(Beginning of DATA FOR THIS EXERCISE)
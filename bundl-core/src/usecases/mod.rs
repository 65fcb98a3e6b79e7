mod error;
mod needs_subscription_update;
mod plan_subscription_changes;

pub use self::{error::Error, needs_subscription_update::*, plan_subscription_changes::*};

mod prelude {
    pub use crate::entities::*;
}
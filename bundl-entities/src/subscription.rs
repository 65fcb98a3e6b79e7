use crate::{
    geo::{Distance, GeoCoordinate},
    time::Timestamp,
};
use strum::{Display, EnumString};

#[derive(Debug, Clone, Copy, Default, PartialEq, Eq, Hash, Display, EnumString)]
#[strum(serialize_all = "kebab-case")]
pub enum SubscriptionStatus {
    /// Not subscribed to any topics.
    #[default]
    Idle,
    Updating,
    Subscribed,
    /// The last update cycle failed to subscribe.
    Error,
}

/// Snapshot of the subscriptions for display and debugging.
#[derive(Debug, Clone, PartialEq)]
pub struct SubscriptionInfo {
    pub total_topics: usize,
    pub precision_levels: Vec<usize>,
    pub max_radius: Distance,
    pub last_location: Option<GeoCoordinate>,
    pub last_updated_at: Option<Timestamp>,
    pub status: SubscriptionStatus,
}

impl SubscriptionInfo {
    /// One-line text for a status notification.
    pub fn summary(&self) -> String {
        match self.total_topics {
            0 => "Not listening for nearby orders".to_owned(),
            1 => "Listening on 1 area".to_owned(),
            n => format!("Listening on {n} areas"),
        }
    }
}
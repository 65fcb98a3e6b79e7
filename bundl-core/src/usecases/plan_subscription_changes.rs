use super::prelude::*;
use std::collections::HashSet;

#[derive(Debug, Clone, Default, PartialEq, Eq)]
pub struct SubscriptionChanges {
    pub to_subscribe: Vec<Geohash>,
    pub to_unsubscribe: Vec<Geohash>,
}

impl SubscriptionChanges {
    pub fn is_empty(&self) -> bool {
        self.to_subscribe.is_empty() && self.to_unsubscribe.is_empty()
    }
}

/// Only cells that are added or removed are touched,
/// unchanged cells are neither unsubscribed nor re-subscribed.
pub fn plan_subscription_changes(
    current: &HashSet<Geohash>,
    next: &HashSet<Geohash>,
) -> SubscriptionChanges {
    let mut to_subscribe: Vec<_> = next.difference(current).cloned().collect();
    let mut to_unsubscribe: Vec<_> = current.difference(next).cloned().collect();
    to_subscribe.sort_unstable();
    to_unsubscribe.sort_unstable();
    SubscriptionChanges {
        to_subscribe,
        to_unsubscribe,
    }
}
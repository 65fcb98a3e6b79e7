use bundl_core::{gateways::topic, usecases::Error as ParameterError};
use bundl_entities::topic::Topic;
use thiserror::Error;

#[derive(Debug, Error)]
pub enum AppError {
    #[error(transparent)]
    Parameter(#[from] ParameterError),
    #[error("Failed to subscribe to {} topic(s)", .failed.len())]
    Subscription { failed: Vec<(Topic, topic::Error)> },
    #[error("The subscription update has been cancelled")]
    Cancelled,
}

impl AppError {
    pub fn failed_topics(&self) -> impl Iterator<Item = &Topic> {
        let failed = match self {
            Self::Subscription { failed } => failed.as_slice(),
            _ => &[],
        };
        failed.iter().map(|(topic, _)| topic)
    }
}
(End of DATA FOR THIS EXERCISE)
Please copy each line of the entries in which the word "SubscriptionInfo" shows up.

→ FINAL ANSWER:
pub struct SubscriptionInfo {
impl SubscriptionInfo {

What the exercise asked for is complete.